Né en 949 à Galatai en Paphlagonie, dans une famille de petite noblesse provinciale, le futur Syméon est nommé Georges à sa naissance. Il se rend à Constantinople pour ses études et il est reçu chez un oncle, fonctionnaire impérial. À la mort de cet oncle, il tente d'entrer au monastère du Stoudion, mais il n'a alors que 14 ans. Il fait cependant la connaissance d'un moine qui deviendra son père spirituel : Syméon le Pieux ou Syméon le Studite.
Trop jeune pour être admis, il reste "dans le monde" jusqu'en 977, où il entamera une carrière politique.

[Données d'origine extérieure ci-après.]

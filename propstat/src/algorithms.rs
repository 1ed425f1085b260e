// BSD 3-Clause License
//
// Copyright (c) 2025, Propstat
//
// Redistribution and use in source and binary forms, with or without
// modification, are permitted provided that the following conditions are met:
//
// 1. Redistributions of source code must retain the above copyright notice, this
//    list of conditions and the following disclaimer.
//
// 2. Redistributions in binary form must reproduce the above copyright notice,
//    this list of conditions and the following disclaimer in the documentation
//    and/or other materials provided with the distribution.
//
// 3. Neither the name of the copyright holder nor the names of its
//    contributors may be used to endorse or promote products derived from
//    this software without specific prior written permission.
//
// THIS SOFTWARE IS PROVIDED BY THE COPYRIGHT HOLDERS AND CONTRIBUTORS "AS IS"
// AND ANY EXPRESS OR IMPLIED WARRANTIES, INCLUDING, BUT NOT LIMITED TO, THE
// IMPLIED WARRANTIES OF MERCHANTABILITY AND FITNESS FOR A PARTICULAR PURPOSE ARE
// DISCLAIMED. IN NO EVENT SHALL THE COPYRIGHT HOLDER OR CONTRIBUTORS BE LIABLE
// FOR ANY DIRECT, INDIRECT, INCIDENTAL, SPECIAL, EXEMPLARY, OR CONSEQUENTIAL
// DAMAGES (INCLUDING, BUT NOT LIMITED TO, PROCUREMENT OF SUBSTITUTE GOODS OR
// SERVICES; LOSS OF USE, DATA, OR PROFITS; OR BUSINESS INTERRUPTION) HOWEVER
// CAUSED AND ON ANY THEORY OF LIABILITY, WHETHER IN CONTRACT, STRICT LIABILITY,
// OR TORT (INCLUDING NEGLIGENCE OR OTHERWISE) ARISING IN ANY WAY OUT OF THE USE
// OF THIS SOFTWARE, EVEN IF ADVISED OF THE POSSIBILITY OF SUCH DAMAGE.

use ndarray::{Array1, Array2, Axis};

use crate::errors::{LossError, ModelError, ScalerError};
use crate::losses::{LossFunction, MSE};
use crate::optimizers::{BatchGradientDescent, Optimizer};
use crate::scalers::{Scaler, StandardScaler};

pub struct LinearRegressionBuilder {
    loss_function: Box<dyn LossFunction>,
    normalize: bool,
    optimizer: Box<dyn Optimizer>,
}

impl LinearRegressionBuilder {
    pub fn optimizer(mut self, optimizer: impl Optimizer + 'static) -> Self {
        self.optimizer = Box::new(optimizer);
        self
    }

    pub fn loss_function(mut self, loss_function: impl LossFunction + 'static) -> Self {
        self.loss_function = Box::new(loss_function);
        self
    }

    pub fn normalize(mut self, normalize: bool) -> Self {
        self.normalize = normalize;
        self
    }

    pub fn build(self) -> LinearRegression {
        LinearRegression {
            weights: None,
            bias: 0.0,
            loss_function: self.loss_function,
            normalize: self.normalize,
            x_scaler: StandardScaler::new(),
            y_scaler: StandardScaler::new(),
            optimizer: self.optimizer,
        }
    }
}

/// Least-squares regression fitted by gradient descent. The penalty shape is
/// injected through the optimizer, so the same model covers plain OLS,
/// ridge, lasso and elastic-net fits.
pub struct LinearRegression {
    weights: Option<Array1<f64>>,
    bias: f64,
    loss_function: Box<dyn LossFunction>,
    normalize: bool,
    x_scaler: StandardScaler<f64>,
    y_scaler: StandardScaler<f64>,
    optimizer: Box<dyn Optimizer>,
}

impl LinearRegression {
    pub fn new() -> LinearRegressionBuilder {
        LinearRegressionBuilder {
            loss_function: Box::new(MSE),
            normalize: true,
            optimizer: Box::new(BatchGradientDescent),
        }
    }

    pub fn fit(
        &mut self,
        x: &Array2<f64>,
        y: &Array1<f64>,
        learning_rate: f64,
        epochs: usize,
    ) -> Result<(), ModelError> {
        if x.is_empty() || y.is_empty() {
            return Err(ModelError::Scaler(ScalerError::EmptyInput));
        }
        if x.shape()[0] != y.shape()[0] {
            return Err(ModelError::Scaler(ScalerError::DimensionMismatch {
                expected: x.shape()[0],
                actual: y.shape()[0],
            }));
        }

        let (x_scaled, y_scaled) = if self.normalize {
            let x_scaled = self.x_scaler.fit_transform(x)?;
            let y_2d = y.clone().insert_axis(Axis(1));
            let y_scaled_2d = self.y_scaler.fit_transform(&y_2d)?;
            let y_scaled = y_scaled_2d.remove_axis(Axis(1));
            (x_scaled, y_scaled)
        } else {
            (x.clone(), y.clone())
        };

        let (_, n_features) = x_scaled.dim();
        let mut weights = Array1::zeros(n_features);
        let mut bias = 0.0;

        for _ in 0..epochs {
            let (grad_weights, grad_bias) =
                self.optimizer.compute_gradients(&x_scaled, &y_scaled, &weights, bias)?;

            weights = weights - grad_weights * learning_rate;
            bias -= grad_bias * learning_rate;
        }

        self.weights = Some(weights);
        self.bias = bias;
        Ok(())
    }

    pub fn predict(&self, x: &Array2<f64>) -> Result<Array1<f64>, ModelError> {
        let weights = self.weights.as_ref().ok_or(ModelError::Scaler(ScalerError::NotFitted))?;
        if x.ncols() != weights.len() {
            return Err(ModelError::Scaler(ScalerError::DimensionMismatch {
                expected: weights.len(),
                actual: x.ncols(),
            }));
        }

        let x_scaled = if self.normalize { self.x_scaler.transform(x)? } else { x.clone() };
        let mut predictions = x_scaled.dot(weights) + self.bias;
        if self.normalize {
            let pred_2d = predictions.clone().insert_axis(Axis(1));
            let pred_scaled_2d = self.y_scaler.inverse_transform(&pred_2d)?;
            predictions = pred_scaled_2d.remove_axis(Axis(1));
        }
        Ok(predictions)
    }

    pub fn calculate_loss(
        &self,
        predictions: &Array1<f64>,
        actuals: &Array1<f64>,
    ) -> Result<f64, LossError> {
        self.loss_function.calculate(predictions, actuals)
    }

    /// Fitted coefficients, in feature order. `None` before `fit`.
    pub fn weights(&self) -> Option<&Array1<f64>> {
        self.weights.as_ref()
    }

    pub fn bias(&self) -> f64 {
        self.bias
    }
}

#[cfg(test)]
mod tests {
    use super::*;
    use crate::errors::ModelError;
    use crate::losses::MSE;
    use crate::optimizers::{BatchGradientDescent, ElasticNetGradientDescent};
    use ndarray::{Array1, Array2, array};

    #[test]
    fn linear_regression_fit_empty_input() {
        let mut model = LinearRegression::new().build();
        let x: Array2<f64> = Array2::zeros((0, 2));
        let y: Array1<f64> = Array1::zeros(0);
        let result = model.fit(&x, &y, 0.01, 10);
        assert!(matches!(result, Err(ModelError::Scaler(ScalerError::EmptyInput))));
    }

    #[test]
    fn linear_regression_fit_dimension_mismatch() {
        let mut model = LinearRegression::new().build();
        let x = array![[1.0, 2.0], [3.0, 4.0]];
        let y = array![1.0, 2.0, 3.0];
        let result = model.fit(&x, &y, 0.01, 10);
        assert!(matches!(
            result,
            Err(ModelError::Scaler(ScalerError::DimensionMismatch { expected: 2, actual: 3 }))
        ));
    }

    #[test]
    fn linear_regression_predict_not_fitted() {
        let model = LinearRegression::new().build();
        let x = array![[1.0, 2.0]];
        let result = model.predict(&x);
        assert!(matches!(result, Err(ModelError::Scaler(ScalerError::NotFitted))));
    }

    #[test]
    fn linear_regression_predict_dimension_mismatch() {
        let mut model = LinearRegression::new().build();
        let x_train = array![[1.0, 2.0], [3.0, 4.0]];
        let y_train = array![1.0, 2.0];
        model.fit(&x_train, &y_train, 0.01, 10).unwrap();
        let x_test = array![[1.0, 2.0, 3.0]];
        let result = model.predict(&x_test);
        assert!(matches!(
            result,
            Err(ModelError::Scaler(ScalerError::DimensionMismatch { expected: 2, actual: 3 }))
        ));
    }

    #[test]
    fn linear_regression_fit_predict() {
        let mut model = LinearRegression::new()
            .optimizer(BatchGradientDescent)
            .loss_function(MSE)
            .normalize(false)
            .build();
        let x = array![[1.0], [2.0], [3.0]];
        let y = array![2.0, 4.0, 6.0];
        model.fit(&x, &y, 0.01, 1000).unwrap();
        let predictions = model.predict(&x).unwrap();
        for (p, &t) in predictions.iter().zip(y.iter()) {
            assert!((p - t).abs() < 0.5);
        }
    }

    #[test]
    fn ridge_shrinks_weights() {
        let x = array![[1.0], [2.0], [3.0], [4.0]];
        let y = array![2.0, 4.0, 6.0, 8.0];

        let mut plain = LinearRegression::new().normalize(false).build();
        plain.fit(&x, &y, 0.01, 2000).unwrap();

        let mut ridge = LinearRegression::new()
            .optimizer(ElasticNetGradientDescent::new(1.0, 0.0))
            .normalize(false)
            .build();
        ridge.fit(&x, &y, 0.01, 2000).unwrap();

        let w_plain = plain.weights().unwrap()[0];
        let w_ridge = ridge.weights().unwrap()[0];
        assert!(w_ridge.abs() < w_plain.abs(), "penalty should shrink: {} vs {}", w_ridge, w_plain);
    }

    #[test]
    fn linear_regression_calculate_loss() {
        let model = LinearRegression::new().build();
        let predictions = array![1.0, 2.0, 3.0];
        let actuals = array![1.1, 2.1, 3.1];
        let loss = model.calculate_loss(&predictions, &actuals).unwrap();
        assert!((loss - 0.01).abs() < 1e-6);
    }
}
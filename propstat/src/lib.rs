// BSD 3-Clause License
//
// Copyright (c) 2025, Propstat
//
// Redistribution and use in source and binary forms, with or without
// modification, are permitted provided that the following conditions are met:
//
// 1. Redistributions of source code must retain the above copyright notice, this
//    list of conditions and the following disclaimer.
//
// 2. Redistributions in binary form must reproduce the above copyright notice,
//    this list of conditions and the following disclaimer in the documentation
//    and/or other materials provided with the distribution.
//
// 3. Neither the name of the copyright holder nor the names of its
//    contributors may be used to endorse or promote products derived from
//    this software without specific prior written permission.
//
// THIS SOFTWARE IS PROVIDED BY THE COPYRIGHT HOLDERS AND CONTRIBUTORS "AS IS"
// AND ANY EXPRESS OR IMPLIED WARRANTIES, INCLUDING, BUT NOT LIMITED TO, THE
// IMPLIED WARRANTIES OF MERCHANTABILITY AND FITNESS FOR A PARTICULAR PURPOSE ARE
// DISCLAIMED. IN NO EVENT SHALL THE COPYRIGHT HOLDER OR CONTRIBUTORS BE LIABLE
// FOR ANY DIRECT, INDIRECT, INCIDENTAL, SPECIAL, EXEMPLARY, OR CONSEQUENTIAL
// DAMAGES (INCLUDING, BUT NOT LIMITED TO, PROCUREMENT OF SUBSTITUTE GOODS OR
// SERVICES; LOSS OF USE, DATA, OR PROFITS; OR BUSINESS INTERRUPTION) HOWEVER
// CAUSED AND ON ANY THEORY OF LIABILITY, WHETHER IN CONTRACT, STRICT LIABILITY,
// OR TORT (INCLUDING NEGLIGENCE OR OTHERWISE) ARISING IN ANY WAY OUT OF THE USE
// OF THIS SOFTWARE, EVEN IF ADVISED OF THE POSSIBILITY OF SUCH DAMAGE.

//! Helpers for a housing-price analysis project: MariaDB access to the
//! price-paid and postcode tables, CSV bulk loading, feature engineering
//! over a typed frame, OSM-backed geospatial enrichment, PCA, and k-fold
//! cross-validated regularized regression.

pub mod algorithms;
pub mod credentials;
pub mod db;
pub mod errors;
pub mod features;
pub mod frame;
pub mod geo;
pub mod losses;
pub mod model_selection;
pub mod optimizers;
pub mod pca;
pub mod scalers;

pub use algorithms::LinearRegression;
pub use errors::{
    AccessError, CredentialError, FrameError, LossError, ModelError, OptimizerError, PcaError,
    ProviderError, ScalerError,
};
pub use frame::Frame;
pub use losses::{LossFunction, MAE, MSE};
pub use model_selection::{CrossValidation, CrossValidationReport, KFold};
pub use pca::{compute_pca, invert_pca, PrincipalComponents};
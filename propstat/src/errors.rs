// BSD 3-Clause License
//
// Copyright (c) 2025, Propstat
//
// Redistribution and use in source and binary forms, with or without
// modification, are permitted provided that the following conditions are met:
//
// 1. Redistributions of source code must retain the above copyright notice, this
//    list of conditions and the following disclaimer.
//
// 2. Redistributions in binary form must reproduce the above copyright notice,
//    this list of conditions and the following disclaimer in the documentation
//    and/or other materials provided with the distribution.
//
// 3. Neither the name of the copyright holder nor the names of its
//    contributors may be used to endorse or promote products derived from
//    this software without specific prior written permission.
//
// THIS SOFTWARE IS PROVIDED BY THE COPYRIGHT HOLDERS AND CONTRIBUTORS "AS IS"
// AND ANY EXPRESS OR IMPLIED WARRANTIES, INCLUDING, BUT NOT LIMITED TO, THE
// IMPLIED WARRANTIES OF MERCHANTABILITY AND FITNESS FOR A PARTICULAR PURPOSE ARE
// DISCLAIMED. IN NO EVENT SHALL THE COPYRIGHT HOLDER OR CONTRIBUTORS BE LIABLE
// FOR ANY DIRECT, INDIRECT, INCIDENTAL, SPECIAL, EXEMPLARY, OR CONSEQUENTIAL
// DAMAGES (INCLUDING, BUT NOT LIMITED TO, PROCUREMENT OF SUBSTITUTE GOODS OR
// SERVICES; LOSS OF USE, DATA, OR PROFITS; OR BUSINESS INTERRUPTION) HOWEVER
// CAUSED AND ON ANY THEORY OF LIABILITY, WHETHER IN CONTRACT, STRICT LIABILITY,
// OR TORT (INCLUDING NEGLIGENCE OR OTHERWISE) ARISING IN ANY WAY OUT OF THE USE
// OF THIS SOFTWARE, EVEN IF ADVISED OF THE POSSIBILITY OF SUCH DAMAGE.

use thiserror::Error;

#[derive(Error, Debug)]
pub enum ModelError {
    #[error("Invalid configuration: {0}")]
    InvalidConfiguration(String),

    #[error("Loss error: {0}")]
    Loss(#[from] LossError),

    #[error("Optimizer error: {0}")]
    Optimizer(#[from] OptimizerError),

    #[error("Scaler error: {0}")]
    Scaler(#[from] ScalerError),
}

#[derive(Error, Debug)]
pub enum LossError {
    #[error("Input arrays must not be empty")]
    EmptyInput,

    #[error("Dimension mismatch: expected {expected}, got {actual}")]
    DimensionMismatch { expected: usize, actual: usize },

    #[error("Input contains a non-finite value")]
    InvalidNumericValue,
}

#[derive(Error, Debug)]
pub enum OptimizerError {
    #[error("Input arrays must not be empty")]
    EmptyInput,

    #[error("Dimension mismatch: expected {expected}, got {actual}")]
    DimensionMismatch { expected: usize, actual: usize },

    #[error("Input contains a non-finite value")]
    InvalidNumericValue,

    #[error("Gradient computation became numerically unstable")]
    NumericalInstability,
}

#[derive(Error, Debug)]
pub enum ScalerError {
    #[error("Input arrays must not be empty")]
    EmptyInput,

    #[error("Input has no feature columns")]
    NoFeatures,

    #[error("Scaler has not been fitted")]
    NotFitted,

    #[error("Dimension mismatch: expected {expected}, got {actual}")]
    DimensionMismatch { expected: usize, actual: usize },
}

#[derive(Error, Debug)]
pub enum PcaError {
    #[error("Input matrix must not be empty")]
    EmptyInput,

    #[error("Need at least 2 rows to estimate a covariance matrix, got {rows}")]
    TooFewRows { rows: usize },

    #[error("Column {column} has zero variance; drop constant columns before decomposition")]
    ZeroVariance { column: usize },

    #[error("Dimension mismatch: expected {expected}, got {actual}")]
    DimensionMismatch { expected: usize, actual: usize },

    #[error("Eigen-decomposition did not converge")]
    Convergence,
}

#[derive(Error, Debug)]
pub enum FrameError {
    #[error("Unknown column '{0}'")]
    UnknownColumn(String),

    #[error("Column '{column}' is not {expected}")]
    TypeMismatch { column: String, expected: &'static str },

    #[error("Column '{column}' has {actual} rows, expected {expected}")]
    LengthMismatch { column: String, expected: usize, actual: usize },

    #[error("A column named '{0}' already exists")]
    DuplicateColumn(String),

    #[error("Failed to open file: {0}")]
    FileOpen(#[from] std::io::Error),

    #[error("Failed to parse CSV: {0}")]
    CsvParse(#[from] csv::Error),

    #[error("CSV file has no header row")]
    MissingHeader,
}

#[derive(Error, Debug)]
pub enum AccessError {
    #[error("'{0}' is not a valid table identifier")]
    InvalidIdentifier(String),

    #[error("Table '{0}' reports no insertable columns")]
    NoColumns(String),

    #[error("Invalid year range {start}..{end}")]
    InvalidYearRange { start: i32, end: i32 },

    #[error("Database error: {0}")]
    Database(#[from] sqlx::Error),

    #[error("Frame error: {0}")]
    Frame(#[from] FrameError),
}

#[derive(Error, Debug)]
pub enum ProviderError {
    #[error("HTTP request failed: {0}")]
    Http(#[from] reqwest::Error),

    #[error("Failed to decode provider payload: {0}")]
    Json(#[from] serde_json::Error),

    #[error("Unexpected provider payload: {0}")]
    UnexpectedPayload(String),
}

#[derive(Error, Debug)]
pub enum CredentialError {
    #[error("Cipher key must not be empty")]
    EmptyKey,

    #[error("Shifted character at index {index} falls outside the valid code-point range")]
    CodePointOutOfRange { index: usize },

    #[error("Failed to open file: {0}")]
    FileOpen(#[from] std::io::Error),

    #[error("Failed to parse credential file: {0}")]
    Yaml(#[from] serde_yaml::Error),
}
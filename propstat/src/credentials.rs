// BSD 3-Clause License
//
// Copyright (c) 2025, Propstat
//
// Redistribution and use in source and binary forms, with or without
// modification, are permitted provided that the following conditions are met:
//
// 1. Redistributions of source code must retain the above copyright notice, this
//    list of conditions and the following disclaimer.
//
// 2. Redistributions in binary form must reproduce the above copyright notice,
//    this list of conditions and the following disclaimer in the documentation
//    and/or other materials provided with the distribution.
//
// 3. Neither the name of the copyright holder nor the names of its
//    contributors may be used to endorse or promote products derived from
//    this software without specific prior written permission.
//
// THIS SOFTWARE IS PROVIDED BY THE COPYRIGHT HOLDERS AND CONTRIBUTORS "AS IS"
// AND ANY EXPRESS OR IMPLIED WARRANTIES, INCLUDING, BUT NOT LIMITED TO, THE
// IMPLIED WARRANTIES OF MERCHANTABILITY AND FITNESS FOR A PARTICULAR PURPOSE ARE
// DISCLAIMED. IN NO EVENT SHALL THE COPYRIGHT HOLDER OR CONTRIBUTORS BE LIABLE
// FOR ANY DIRECT, INDIRECT, INCIDENTAL, SPECIAL, EXEMPLARY, OR CONSEQUENTIAL
// DAMAGES (INCLUDING, BUT NOT LIMITED TO, PROCUREMENT OF SUBSTITUTE GOODS OR
// SERVICES; LOSS OF USE, DATA, OR PROFITS; OR BUSINESS INTERRUPTION) HOWEVER
// CAUSED AND ON ANY THEORY OF LIABILITY, WHETHER IN CONTRACT, STRICT LIABILITY,
// OR TORT (INCLUDING NEGLIGENCE OR OTHERWISE) ARISING IN ANY WAY OUT OF THE USE
// OF THIS SOFTWARE, EVEN IF ADVISED OF THE POSSIBILITY OF SUCH DAMAGE.

//! Vigenère-style obfuscation for locally stored database credentials. This
//! keeps a username and password out of casual sight in a YAML file; it is
//! not cryptography and must never protect anything that matters.

use std::fs::File;
use std::path::Path;

use serde::{Deserialize, Serialize};

use crate::errors::CredentialError;

#[derive(Debug, Serialize, Deserialize)]
struct StoredCredentials {
    username: String,
    password: String,
}

fn shift(key: &str, word: &str, direction: i64) -> Result<String, CredentialError> {
    if key.is_empty() {
        return Err(CredentialError::EmptyKey);
    }
    let key_points: Vec<u32> = key.chars().map(|c| c as u32).collect();

    word.chars()
        .enumerate()
        .map(|(index, c)| {
            let offset = key_points[index % key_points.len()] as i64;
            let shifted = c as i64 + direction * offset;
            u32::try_from(shifted)
                .ok()
                .and_then(char::from_u32)
                .ok_or(CredentialError::CodePointOutOfRange { index })
        })
        .collect()
}

/// Shifts each character's code point up by the repeating key's code points.
/// Fails when a shifted character leaves the valid range instead of
/// producing garbage.
pub fn encrypt(key: &str, word: &str) -> Result<String, CredentialError> {
    shift(key, word, 1)
}

/// Inverse of [`encrypt`]: `decrypt(key, encrypt(key, s)?)? == s`.
pub fn decrypt(key: &str, word: &str) -> Result<String, CredentialError> {
    shift(key, word, -1)
}

/// Encrypts the credentials and writes them as a two-field YAML file.
pub fn store_creds<P: AsRef<Path>>(
    path: P,
    key: &str,
    username: &str,
    password: &str,
) -> Result<(), CredentialError> {
    let credentials = StoredCredentials {
        username: encrypt(key, username)?,
        password: encrypt(key, password)?,
    };
    let file = File::create(path)?;
    serde_yaml::to_writer(file, &credentials)?;
    Ok(())
}

/// Reads a credential file written by [`store_creds`] and returns the
/// decrypted `(username, password)` pair.
pub fn load_creds<P: AsRef<Path>>(path: P, key: &str) -> Result<(String, String), CredentialError> {
    let file = File::open(path)?;
    let credentials: StoredCredentials = serde_yaml::from_reader(file)?;
    Ok((decrypt(key, &credentials.username)?, decrypt(key, &credentials.password)?))
}

#[cfg(test)]
mod tests {
    use super::*;
    use tempfile::NamedTempFile;

    const KEY: &str = "DataScience";

    #[test]
    fn decrypt_inverts_encrypt() {
        let encrypted = encrypt(KEY, "password123").unwrap();
        assert_ne!(encrypted, "password123");
        assert_eq!(decrypt(KEY, &encrypted).unwrap(), "password123");
    }

    #[test]
    fn key_repeats_over_long_input() {
        let word = "a string much longer than the key itself, with punctuation!";
        let encrypted = encrypt(KEY, word).unwrap();
        assert_eq!(decrypt(KEY, &encrypted).unwrap(), word);
    }

    #[test]
    fn empty_key_is_rejected() {
        assert!(matches!(encrypt("", "secret"), Err(CredentialError::EmptyKey)));
        assert!(matches!(decrypt("", "secret"), Err(CredentialError::EmptyKey)));
    }

    #[test]
    fn out_of_range_shift_is_an_error() {
        let result = encrypt("z", "\u{10FFFF}");
        assert!(matches!(result, Err(CredentialError::CodePointOutOfRange { index: 0 })));
    }

    #[test]
    fn decrypt_below_zero_is_an_error() {
        // 'A' (65) shifted down by 'z' (122) would be negative
        let result = decrypt("z", "A");
        assert!(matches!(result, Err(CredentialError::CodePointOutOfRange { index: 0 })));
    }

    #[test]
    fn store_and_load_round_trip() {
        let file = NamedTempFile::new().unwrap();
        store_creds(file.path(), KEY, "analyst", "password123").unwrap();

        let (username, password) = load_creds(file.path(), KEY).unwrap();
        assert_eq!(username, "analyst");
        assert_eq!(password, "password123");
    }

    #[test]
    fn stored_file_does_not_contain_plaintext() {
        let file = NamedTempFile::new().unwrap();
        store_creds(file.path(), KEY, "analyst", "password123").unwrap();

        let raw = std::fs::read_to_string(file.path()).unwrap();
        assert!(raw.contains("username"));
        assert!(!raw.contains("analyst"));
        assert!(!raw.contains("password123"));
    }
}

En 976, il retourne brièvement en Paphlagonie pour régler sa situation de famille, et l'année suivante, il est enfin admis au Stoudion. L'higoumène Pierre le confie à la direction de Syméon le Pieux. Georges reçoit alors l'habit monastique et le nom de Syméon. Un an plus tard, il entre au monastère Saint-Mammas du Xerokerkos1. En 980, l'higoumène Antoine de Saint-Mammas le fait ordonner prêtre, et peu après, à la mort d'Antoine, c'est Syméon qui est désigné higoumène par le patriarche Nicolas.

L'influence de Syméon le Pieux, qui lui avait enseigné le goût de l’expérience spirituelle personnelle porte ses fruits. Sa vie spirituelle se purifie, s’approfondit, l’amène à une communion riche, lumineuse, personnelle avec le Christ Ressuscité. C'est aussi une période d'intense activité où il doit rénover les bâtiments du monastère, rétablir la discipline monastique. C'est de cette époque que datent les Catéchèses qu'il dispensa à ses moines. Son énergie, sa force de conviction ne lui font pas que des admirateurs : il eut aussi à se défendre d'une révolte d'une trentaine de moines, que le patriarche Sisinnius envoya en exil.

Quelques années plus tard, à partir de 1003, un procès lui est intenté par le métropolite Étienne de Nicomédie au prétexte, selon Nicétas Stéthatos, de la vénération que Syméon avait pour son défunt père spirituel Syméon le Pieux. En effet, depuis 16 ans, l'higoumène de Saint-Mammas avait introduit, à la date anniversaire du décès de son Père spirituel, un "office" à Syméon, selon une pratique courante. Sous cette pression, et en accord avec le patriarche Sergius, Syméon se démet de sa charge d'higoumène en 1005. Le procès aboutit en 1009 à une condamnation de Syméon à l'exil. Débarqué à Chrysopolis, sur la rive asiatique du Bosphore, il s'installe à Paloukiton, à proximité de la chapelle de Ste Marine avec quelques disciples. Il n’écrit plus, semble-t-il, que des hymnes. Il meurt en 1022

Réhabilité de son vivant par le patriarche de Constantinople, il demeure néanmoins à Paloukiton, où il meurt le 12 mars 1022. Il fut canonisé moins d’un demi-siècle après sa mort, l’Église se reconnaissant donc dans son témoignage.